As we dive into the history, issues like immigration, citizenship, nationality, culture and what all of these terms mean in the real-life, day-to-day experience of modern Americans, and in relation to each other, begin to surface. Taking the time to learn about and reflect on our composite nationality means to consider these things from all possible angles.

For example, many Asian and Pacific Islanders are leaders in their fields and exemplary heads of state. Their work not only focuses on elevating their craft, but  helps remove barriers for others.

We celebrate leaders like Chien-Shiung Wu, a leader in experimental physics who emigrated from China in 1936, earning her Ph.D. at U.C. Berkley. Wu would go on to work in the field of subatomic particle physics, making groundbreaking contributions to the field and adding value to the body of scientific knowledge.

Patsy Mink, a third generation Japanese American, was born and raised on the island of Maui. Her professional career was marked by underlying racism and stereotyping as she couldn’t secure a job, despite her high academic marks and accolades.

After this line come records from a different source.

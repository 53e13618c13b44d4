//! Repository port for import task persistence and diagnostics.

use crate::import::domain::{DiagnosticMessage, ImportTask, ImportTaskId, Severity};
use async_trait::async_trait;
use chrono::{DateTime, Utc};
use std::sync::Arc;
use thiserror::Error;

/// Result type for import task repository operations.
pub type ImportTaskRepositoryResult<T> = Result<T, ImportTaskRepositoryError>;

/// Import task persistence contract.
///
/// Diagnostic appends commit independently of the surrounding task
/// mutation, so a failed run still carries its full audit trail and
/// observers polling a task see entries before the run ends.
#[async_trait]
pub trait ImportTaskRepository: Send + Sync {
    /// Stores a new task.
    ///
    /// # Errors
    ///
    /// Returns [`ImportTaskRepositoryError::DuplicateTask`] when the task ID
    /// already exists.
    async fn store(&self, task: &ImportTask) -> ImportTaskRepositoryResult<()>;

    /// Persists changes to an existing task (state, timestamps, cached
    /// upstream metadata).
    ///
    /// # Errors
    ///
    /// Returns [`ImportTaskRepositoryError::TaskNotFound`] when the task
    /// does not exist.
    async fn update(&self, task: &ImportTask) -> ImportTaskRepositoryResult<()>;

    /// Finds a task by identifier.
    ///
    /// Returns `None` when the task does not exist.
    async fn find_by_id(&self, id: ImportTaskId)
    -> ImportTaskRepositoryResult<Option<ImportTask>>;

    /// Appends one diagnostic entry, committing it immediately.
    ///
    /// The text is clipped to the diagnostic maximum and the entry receives
    /// the next sequence number for the task.
    async fn append_message(
        &self,
        task_id: ImportTaskId,
        severity: Severity,
        text: &str,
        recorded_at: DateTime<Utc>,
    ) -> ImportTaskRepositoryResult<DiagnosticMessage>;

    /// Returns every diagnostic entry for a task in append order.
    async fn messages(
        &self,
        task_id: ImportTaskId,
    ) -> ImportTaskRepositoryResult<Vec<DiagnosticMessage>>;

    /// Returns tasks still `Pending` that were created at or before
    /// `cutoff`, for the stuck-import sweep.
    async fn stuck_pending(
        &self,
        cutoff: DateTime<Utc>,
    ) -> ImportTaskRepositoryResult<Vec<ImportTask>>;
}

/// Errors returned by import task repository implementations.
#[derive(Debug, Clone, Error)]
pub enum ImportTaskRepositoryError {
    /// A task with the same identifier already exists.
    #[error("duplicate import task identifier: {0}")]
    DuplicateTask(ImportTaskId),

    /// The task was not found.
    #[error("import task not found: {0}")]
    TaskNotFound(ImportTaskId),

    /// Persistence-layer failure.
    #[error("persistence error: {0}")]
    Persistence(Arc<dyn std::error::Error + Send + Sync>),
}

impl ImportTaskRepositoryError {
    /// Wraps a persistence error.
    pub fn persistence(err: impl std::error::Error + Send + Sync + 'static) -> Self {
        Self::Persistence(Arc::new(err))
    }
}
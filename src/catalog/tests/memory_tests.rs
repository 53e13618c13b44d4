//! Unit tests for the in-memory catalog adapter.

use crate::catalog::{
    adapters::memory::InMemoryCatalog,
    domain::{
        NamespaceAttributes, NamespaceName, NamespaceProfile, Platform, PlatformKey, Role,
        RoleName, TagName,
    },
    ports::{CatalogRepository, CatalogRepositoryError},
};
use rstest::{fixture, rstest};

#[fixture]
fn catalog() -> InMemoryCatalog {
    InMemoryCatalog::new()
}

fn sample_role(namespace: &str, name: &str) -> Role {
    Role::new(
        NamespaceName::new(namespace).expect("valid namespace"),
        RoleName::new(name).expect("valid role name"),
    )
}

#[rstest]
#[tokio::test(flavor = "multi_thread")]
async fn store_role_rejects_duplicate_name_pair(catalog: InMemoryCatalog) {
    catalog
        .store_role(&sample_role("alice", "nginx"))
        .await
        .expect("first store succeeds");

    let result = catalog.store_role(&sample_role("alice", "nginx")).await;
    assert!(matches!(
        result,
        Err(CatalogRepositoryError::DuplicateRole { .. })
    ));
}

#[rstest]
#[tokio::test(flavor = "multi_thread")]
async fn update_role_moves_name_index_on_rename(catalog: InMemoryCatalog) {
    let mut role = sample_role("alice", "nginx");
    catalog.store_role(&role).await.expect("store succeeds");

    role.rename(RoleName::new("nginx2").expect("valid role name"));
    catalog.update_role(&role).await.expect("update succeeds");

    let namespace = NamespaceName::new("alice").expect("valid namespace");
    let old_name = RoleName::new("nginx").expect("valid role name");
    let new_name = RoleName::new("nginx2").expect("valid role name");
    assert!(
        catalog
            .role_by_name(&namespace, &old_name)
            .await
            .expect("lookup succeeds")
            .is_none()
    );
    assert!(
        catalog
            .role_by_name(&namespace, &new_name)
            .await
            .expect("lookup succeeds")
            .is_some()
    );
}

#[rstest]
#[tokio::test(flavor = "multi_thread")]
async fn find_or_create_tag_returns_same_entity(catalog: InMemoryCatalog) {
    let name = TagName::new("web").expect("valid tag");
    let first = catalog
        .find_or_create_tag(&name)
        .await
        .expect("find-or-create succeeds");
    let second = catalog
        .find_or_create_tag(&name)
        .await
        .expect("find-or-create succeeds");
    assert_eq!(first.id(), second.id());
}

#[rstest]
#[tokio::test(flavor = "multi_thread")]
async fn platforms_named_returns_every_seeded_release(catalog: InMemoryCatalog) {
    for release in ["trusty", "xenial", "bionic"] {
        let key = PlatformKey::new("Ubuntu", release).expect("valid key");
        catalog
            .store_platform(&Platform::new(key))
            .await
            .expect("seed succeeds");
    }
    let other = PlatformKey::new("Debian", "stretch").expect("valid key");
    catalog
        .store_platform(&Platform::new(other))
        .await
        .expect("seed succeeds");

    let ubuntu = catalog
        .platforms_named("Ubuntu")
        .await
        .expect("lookup succeeds");
    assert_eq!(ubuntu.len(), 3);
    assert!(ubuntu.iter().all(|p| p.key().name() == "Ubuntu"));
}

#[rstest]
#[tokio::test(flavor = "multi_thread")]
async fn upsert_namespace_refreshes_attributes(catalog: InMemoryCatalog) {
    let namespace = NamespaceName::new("alice").expect("valid namespace");
    let initial = NamespaceProfile::new(
        namespace.clone(),
        NamespaceAttributes {
            company: Some("Initech".to_owned()),
            ..NamespaceAttributes::default()
        },
    );
    catalog
        .upsert_namespace(&initial)
        .await
        .expect("upsert succeeds");

    let refreshed = NamespaceProfile::new(
        namespace.clone(),
        NamespaceAttributes {
            company: Some("Globex".to_owned()),
            followers: Some(42),
            ..NamespaceAttributes::default()
        },
    );
    catalog
        .upsert_namespace(&refreshed)
        .await
        .expect("upsert succeeds");

    let stored = catalog
        .namespace(&namespace)
        .await
        .expect("lookup succeeds")
        .expect("namespace present");
    assert_eq!(stored.attributes().company.as_deref(), Some("Globex"));
    assert_eq!(stored.attributes().followers, Some(42));
}
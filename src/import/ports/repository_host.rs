//! Port for the version-controlled repository host a role is imported from.
//!
//! Transport, authentication, and rate limiting are the adapter's concern;
//! the pipeline receives an already-scoped handle for one repository as an
//! explicit argument, never from ambient state.

use async_trait::async_trait;
use chrono::{DateTime, Utc};
use thiserror::Error;

/// Result type for repository host operations.
pub type HostResult<T> = Result<T, HostError>;

/// Errors returned by repository host implementations.
#[derive(Debug, Clone, Error, PartialEq, Eq)]
pub enum HostError {
    /// The requested file or resource does not exist upstream.
    #[error("not found: {0}")]
    NotFound(String),

    /// The host could not be reached or answered with a failure.
    #[error("repository host unavailable: {0}")]
    Unavailable(String),
}

/// Raw README payload as served by the host.
#[derive(Debug, Clone, Default, PartialEq, Eq)]
pub struct RemoteReadme {
    /// File name, used for type detection by suffix.
    pub file_name: String,
    /// Decoded file content.
    pub content: String,
}

/// One upstream repository tag.
#[derive(Debug, Clone, PartialEq, Eq)]
pub struct UpstreamTag {
    /// Tag name.
    pub name: String,
    /// Commit date of the tagged commit.
    pub committed_at: DateTime<Utc>,
}

/// Latest commit on a branch.
#[derive(Debug, Clone, PartialEq, Eq)]
pub struct UpstreamCommit {
    /// Commit SHA.
    pub sha: String,
    /// Full commit message.
    pub message: String,
    /// Commit web URL.
    pub html_url: String,
    /// Committer date.
    pub committed_at: DateTime<Utc>,
}

/// Repository attributes and statistics.
#[derive(Debug, Clone, Default, PartialEq, Eq)]
pub struct RepositoryInfo {
    /// Repository description, if set upstream.
    pub description: Option<String>,
    /// Default branch name.
    pub default_branch: String,
    /// Repository web URL.
    pub html_url: String,
    /// Whether the issue tracker is enabled.
    pub has_issues: bool,
    /// Stargazer count.
    pub stargazers: u64,
    /// Fork count.
    pub forks: u64,
    /// Open issue count.
    pub open_issues: u64,
}

/// Upstream account or organization owning the repository.
#[derive(Debug, Clone, Default, PartialEq, Eq)]
pub struct OwnerProfile {
    /// Login of the account or organization.
    pub login: String,
    /// Human-readable display name.
    pub display_name: Option<String>,
    /// Avatar image URL.
    pub avatar_url: Option<String>,
    /// Free-form location.
    pub location: Option<String>,
    /// Company or employer.
    pub company: Option<String>,
    /// Contact email address.
    pub email: Option<String>,
    /// Public profile URL.
    pub html_url: Option<String>,
    /// Follower count.
    pub followers: Option<u64>,
    /// Whether the owner is an organization.
    pub is_organization: bool,
}

/// Read-only contract against one upstream repository.
#[async_trait]
pub trait RepositoryHost: Send + Sync {
    /// Fetches a file's raw bytes at the given reference.
    ///
    /// # Errors
    ///
    /// Returns [`HostError::NotFound`] when the file does not exist at the
    /// reference.
    async fn file(&self, path: &str, git_ref: &str) -> HostResult<Vec<u8>>;

    /// Fetches the repository README at the given reference.
    ///
    /// # Errors
    ///
    /// Returns [`HostError::NotFound`] when no README exists.
    async fn readme(&self, git_ref: &str) -> HostResult<RemoteReadme>;

    /// Fetches the host-rendered HTML version of the README.
    ///
    /// # Errors
    ///
    /// Returns [`HostError::NotFound`] when no README exists.
    async fn rendered_readme(&self, git_ref: &str) -> HostResult<String>;

    /// Fetches repository attributes and statistics.
    async fn repository(&self) -> HostResult<RepositoryInfo>;

    /// Enumerates subscriber logins.
    ///
    /// The host exposes no direct count; the watcher statistic is the
    /// length of this enumeration.
    async fn subscribers(&self) -> HostResult<Vec<String>>;

    /// Fetches the latest commit on a branch, when the branch has any.
    async fn latest_commit(&self, branch: &str) -> HostResult<Option<UpstreamCommit>>;

    /// Fetches the full upstream tag list.
    async fn tags(&self) -> HostResult<Vec<UpstreamTag>>;

    /// Fetches the owning account or organization profile.
    async fn owner(&self) -> HostResult<OwnerProfile>;
}
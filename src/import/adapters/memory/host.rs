//! Scriptable in-memory repository host for tests.

use async_trait::async_trait;
use std::collections::HashMap;

use crate::import::ports::{
    HostError, HostResult, OwnerProfile, RemoteReadme, RepositoryHost, RepositoryInfo,
    UpstreamCommit, UpstreamTag,
};

/// Repository host double serving fixture data.
///
/// Anything not explicitly configured answers with
/// [`HostError::NotFound`], which is exactly how an absent upstream file
/// behaves.
#[derive(Debug, Clone, Default)]
pub struct FixtureRepositoryHost {
    files: HashMap<String, Vec<u8>>,
    readme: Option<RemoteReadme>,
    rendered_readme: Option<String>,
    info: RepositoryInfo,
    owner: OwnerProfile,
    subscribers: Vec<String>,
    commit: Option<UpstreamCommit>,
    upstream_tags: Vec<UpstreamTag>,
    unavailable: bool,
}

impl FixtureRepositoryHost {
    /// Creates a host with the given repository and owner fixtures.
    #[must_use]
    pub fn new(info: RepositoryInfo, owner: OwnerProfile) -> Self {
        Self {
            info,
            owner,
            ..Self::default()
        }
    }

    /// Serves `content` for `path` at any reference.
    #[must_use]
    pub fn with_file(mut self, path: impl Into<String>, content: impl Into<Vec<u8>>) -> Self {
        self.files.insert(path.into(), content.into());
        self
    }

    /// Serves a README file.
    #[must_use]
    pub fn with_readme(mut self, file_name: impl Into<String>, content: impl Into<String>) -> Self {
        let content = content.into();
        self.rendered_readme = Some(format!("<p>{content}</p>"));
        self.readme = Some(RemoteReadme {
            file_name: file_name.into(),
            content,
        });
        self
    }

    /// Serves subscriber logins.
    #[must_use]
    pub fn with_subscribers(mut self, subscribers: impl IntoIterator<Item = String>) -> Self {
        self.subscribers = subscribers.into_iter().collect();
        self
    }

    /// Serves a latest commit for every branch.
    #[must_use]
    pub fn with_commit(mut self, commit: UpstreamCommit) -> Self {
        self.commit = Some(commit);
        self
    }

    /// Serves upstream repository tags.
    #[must_use]
    pub fn with_tags(mut self, upstream_tags: impl IntoIterator<Item = UpstreamTag>) -> Self {
        self.upstream_tags = upstream_tags.into_iter().collect();
        self
    }

    /// Makes every operation fail as if the host were unreachable.
    #[must_use]
    pub fn unavailable(mut self) -> Self {
        self.unavailable = true;
        self
    }

    fn check_available(&self) -> HostResult<()> {
        if self.unavailable {
            return Err(HostError::Unavailable("connection refused".to_owned()));
        }
        Ok(())
    }
}

#[async_trait]
impl RepositoryHost for FixtureRepositoryHost {
    async fn file(&self, path: &str, _git_ref: &str) -> HostResult<Vec<u8>> {
        self.check_available()?;
        self.files
            .get(path)
            .cloned()
            .ok_or_else(|| HostError::NotFound(path.to_owned()))
    }

    async fn readme(&self, _git_ref: &str) -> HostResult<RemoteReadme> {
        self.check_available()?;
        self.readme
            .clone()
            .ok_or_else(|| HostError::NotFound("README".to_owned()))
    }

    async fn rendered_readme(&self, _git_ref: &str) -> HostResult<String> {
        self.check_available()?;
        self.rendered_readme
            .clone()
            .ok_or_else(|| HostError::NotFound("README".to_owned()))
    }

    async fn repository(&self) -> HostResult<RepositoryInfo> {
        self.check_available()?;
        Ok(self.info.clone())
    }

    async fn subscribers(&self) -> HostResult<Vec<String>> {
        self.check_available()?;
        Ok(self.subscribers.clone())
    }

    async fn latest_commit(&self, _branch: &str) -> HostResult<Option<UpstreamCommit>> {
        self.check_available()?;
        Ok(self.commit.clone())
    }

    async fn tags(&self) -> HostResult<Vec<UpstreamTag>> {
        self.check_available()?;
        Ok(self.upstream_tags.clone())
    }

    async fn owner(&self) -> HostResult<OwnerProfile> {
        self.check_available()?;
        Ok(self.owner.clone())
    }
}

After starting a legal practice, Mink would go on to win a seat to become the first woman of color elected to the U.S. House of Representatives for Hawaii in 1964. Her legislation tackled important issues for women, children, immigrants and minorities.

Along with stories of successful immigrant individuals and families, looking back into history also shows societal fears, flaws and mistakes. Asian Americans on the west coast faced an extremely high hill to climb after being singled out prior to WWII.

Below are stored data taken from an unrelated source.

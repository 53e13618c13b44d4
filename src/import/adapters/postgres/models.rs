//! Diesel row models for import task persistence.

use super::schema::{import_task_messages, import_tasks};
use chrono::{DateTime, Utc};
use diesel::prelude::*;
use serde_json::Value;

/// Query result row for import task records.
#[derive(Debug, Clone, Queryable, Selectable)]
#[diesel(table_name = import_tasks)]
#[diesel(check_for_backend(diesel::pg::Pg))]
pub struct ImportTaskRow {
    /// Internal task identifier.
    pub id: uuid::Uuid,
    /// Requesting user.
    pub owner: uuid::Uuid,
    /// Target role.
    pub role_id: uuid::Uuid,
    /// Pinned branch/tag/commit reference, if any.
    pub pinned_ref: Option<String>,
    /// Requested alternate role name, if any.
    pub alternate_role_name: Option<String>,
    /// Branch the run actually used, once selected.
    pub branch: Option<String>,
    /// Task lifecycle state.
    pub state: String,
    /// Repository statistics snapshot payload.
    pub stats: Value,
    /// Latest-commit metadata payload, when present.
    pub commit: Option<Value>,
    /// Creation timestamp.
    pub created_at: DateTime<Utc>,
    /// Start timestamp.
    pub started_at: Option<DateTime<Utc>>,
    /// Finish timestamp.
    pub finished_at: Option<DateTime<Utc>>,
}

/// Insert and update model for import task records.
///
/// `treat_none_as_null` keeps optional columns writable back to NULL on
/// update.
#[derive(Debug, Clone, Insertable, AsChangeset)]
#[diesel(table_name = import_tasks)]
#[diesel(treat_none_as_null = true)]
pub struct NewImportTaskRow {
    /// Internal task identifier.
    pub id: uuid::Uuid,
    /// Requesting user.
    pub owner: uuid::Uuid,
    /// Target role.
    pub role_id: uuid::Uuid,
    /// Pinned branch/tag/commit reference, if any.
    pub pinned_ref: Option<String>,
    /// Requested alternate role name, if any.
    pub alternate_role_name: Option<String>,
    /// Branch the run actually used, once selected.
    pub branch: Option<String>,
    /// Task lifecycle state.
    pub state: String,
    /// Repository statistics snapshot payload.
    pub stats: Value,
    /// Latest-commit metadata payload, when present.
    pub commit: Option<Value>,
    /// Creation timestamp.
    pub created_at: DateTime<Utc>,
    /// Start timestamp.
    pub started_at: Option<DateTime<Utc>>,
    /// Finish timestamp.
    pub finished_at: Option<DateTime<Utc>>,
}

/// Query result row for diagnostic log entries.
#[derive(Debug, Clone, Queryable, Selectable)]
#[diesel(table_name = import_task_messages)]
#[diesel(check_for_backend(diesel::pg::Pg))]
pub struct MessageRow {
    /// Append-order sequence, assigned by the database.
    pub id: i64,
    /// Owning task.
    pub task_id: uuid::Uuid,
    /// Entry severity.
    pub severity: String,
    /// Clipped entry text.
    pub message_text: String,
    /// Append timestamp.
    pub recorded_at: DateTime<Utc>,
}

/// Insert model for diagnostic log entries.
#[derive(Debug, Clone, Insertable)]
#[diesel(table_name = import_task_messages)]
pub struct NewMessageRow {
    /// Owning task.
    pub task_id: uuid::Uuid,
    /// Entry severity.
    pub severity: String,
    /// Clipped entry text.
    pub message_text: String,
    /// Append timestamp.
    pub recorded_at: DateTime<Utc>,
}
//! Error types for catalog domain validation and parsing.

use thiserror::Error;

/// Errors returned while constructing catalog domain values.
#[derive(Debug, Clone, Error, PartialEq, Eq)]
pub enum CatalogDomainError {
    /// The namespace value is empty or contains whitespace.
    #[error("invalid namespace '{0}', expected a non-empty value without whitespace")]
    InvalidNamespace(String),

    /// The role name is empty or contains whitespace.
    #[error("invalid role name '{0}', expected a non-empty value without whitespace")]
    InvalidRoleName(String),

    /// The tag name contains characters outside the allowed set.
    #[error("invalid tag name '{0}', expected alphanumeric characters")]
    InvalidTagName(String),

    /// The dependency reference does not follow `namespace.name` format.
    #[error("invalid dependency reference '{0}', expected namespace.name")]
    InvalidDependencyRef(String),

    /// The platform name is empty after trimming.
    #[error("platform name must not be empty")]
    EmptyPlatformName,

    /// The platform release is empty after trimming.
    #[error("platform release must not be empty")]
    EmptyPlatformRelease,

    /// The version name is empty after trimming.
    #[error("version name must not be empty")]
    EmptyVersionName,

    /// The issue tracker URL is missing a scheme, host, or path component.
    #[error("invalid issue tracker URL '{0}', expected scheme, host, and path")]
    InvalidIssueTrackerUrl(String),
}

/// Error returned while parsing role kinds from persistence.
#[derive(Debug, Clone, Error, PartialEq, Eq)]
#[error("unknown role kind: {0}")]
pub struct ParseRoleKindError(pub String);
//! Diesel schema for import task persistence.

diesel::table! {
    /// Import task records with lifecycle state and cached upstream data.
    import_tasks (id) {
        /// Internal task identifier.
        id -> Uuid,
        /// Requesting user.
        owner -> Uuid,
        /// Target role.
        role_id -> Uuid,
        /// Pinned branch/tag/commit reference, if any.
        #[max_length = 255]
        pinned_ref -> Nullable<Varchar>,
        /// Requested alternate role name, if any.
        #[max_length = 255]
        alternate_role_name -> Nullable<Varchar>,
        /// Branch the run actually used, once selected.
        #[max_length = 255]
        branch -> Nullable<Varchar>,
        /// Task lifecycle state.
        #[max_length = 50]
        state -> Varchar,
        /// Repository statistics snapshot payload.
        stats -> Jsonb,
        /// Latest-commit metadata payload, when present.
        commit -> Nullable<Jsonb>,
        /// Creation timestamp.
        created_at -> Timestamptz,
        /// Start timestamp.
        started_at -> Nullable<Timestamptz>,
        /// Finish timestamp.
        finished_at -> Nullable<Timestamptz>,
    }
}

diesel::table! {
    /// Append-only diagnostic log entries.
    import_task_messages (id) {
        /// Append-order sequence, assigned by the database.
        id -> Int8,
        /// Owning task.
        task_id -> Uuid,
        /// Entry severity.
        #[max_length = 50]
        severity -> Varchar,
        /// Clipped entry text.
        #[max_length = 255]
        message_text -> Varchar,
        /// Append timestamp.
        recorded_at -> Timestamptz,
    }
}

diesel::joinable!(import_task_messages -> import_tasks (task_id));

diesel::allow_tables_to_appear_in_same_query!(import_tasks, import_task_messages);
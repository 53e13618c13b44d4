//! Port for the search-index collaborator.

use crate::catalog::domain::{NamespaceName, TagName};
use async_trait::async_trait;

/// Payload sent to the search index after a completed run.
#[derive(Debug, Clone, PartialEq, Eq)]
pub struct IndexUpdate {
    /// Namespace of the imported role.
    pub namespace: NamespaceName,
    /// Current tag set of the role.
    pub tags: Vec<TagName>,
    /// Distinct platform names of the role.
    pub platforms: Vec<String>,
}

/// Fire-and-forget search index notification.
///
/// The pipeline spawns the update and never awaits it; implementations
/// absorb their own failures.
#[async_trait]
pub trait SearchIndex: Send + Sync {
    /// Pushes the role's current tags and platforms to the index.
    async fn update(&self, update: IndexUpdate);
}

After the Japanese attack on Pearl Harbor on Dec. 7, 1941, FDR signed executive order 9066, creating a west coast militarization zone. Within hours, people of Japanese descent in California, Arizona, Washington and Oregon were imprisoned and sent to 10 internment camps. 

Unfortunately, this shadow side of history hits close to home. Just hours after the bombing of Pearl Harbor, federal authorities started at the top, rounding up prominent citizens of Japanese descent in Portland, Oregon. In May 1942, Japanese Americans here were forced to abandon their homes and businesses while being detailed to the Portland Expo Center, where 3,676 people were held and relocated to internment camps. Across the west, more than 110,000 people of Japanese ancestry were sent to the camps. 

Although their loyalty had been questioned in the most elemental way, thousands of Japanese American men signed up for military service from these detention camps, becoming a part of the 442nd Regimental Combat Team. 

The 442nd saw over 14,000 serve, 9,486 Purple Hearts, 21 Medals of Honor and eight Presidential Unit Citations. It is one of the most decorated military units in American history. 

Other American-born Japanese would serve in an intelligence capacity as translators in the Pacific theater.

In fact, military history is full of accounts of tremendous bravery and valor by its Asian-American service members in every conflict from the war of 1812 to the conflicts in Iraq and Afghanistan.

The stories are many, but no single story represents the AAPI experience as a whole. We only know ourselves when we consider others.          

Take the time to ask others you serve with about their culture, their heritage and their experience. This month we take a moment to celebrate the contributions of our fellow Asian and Pacific Islander service members.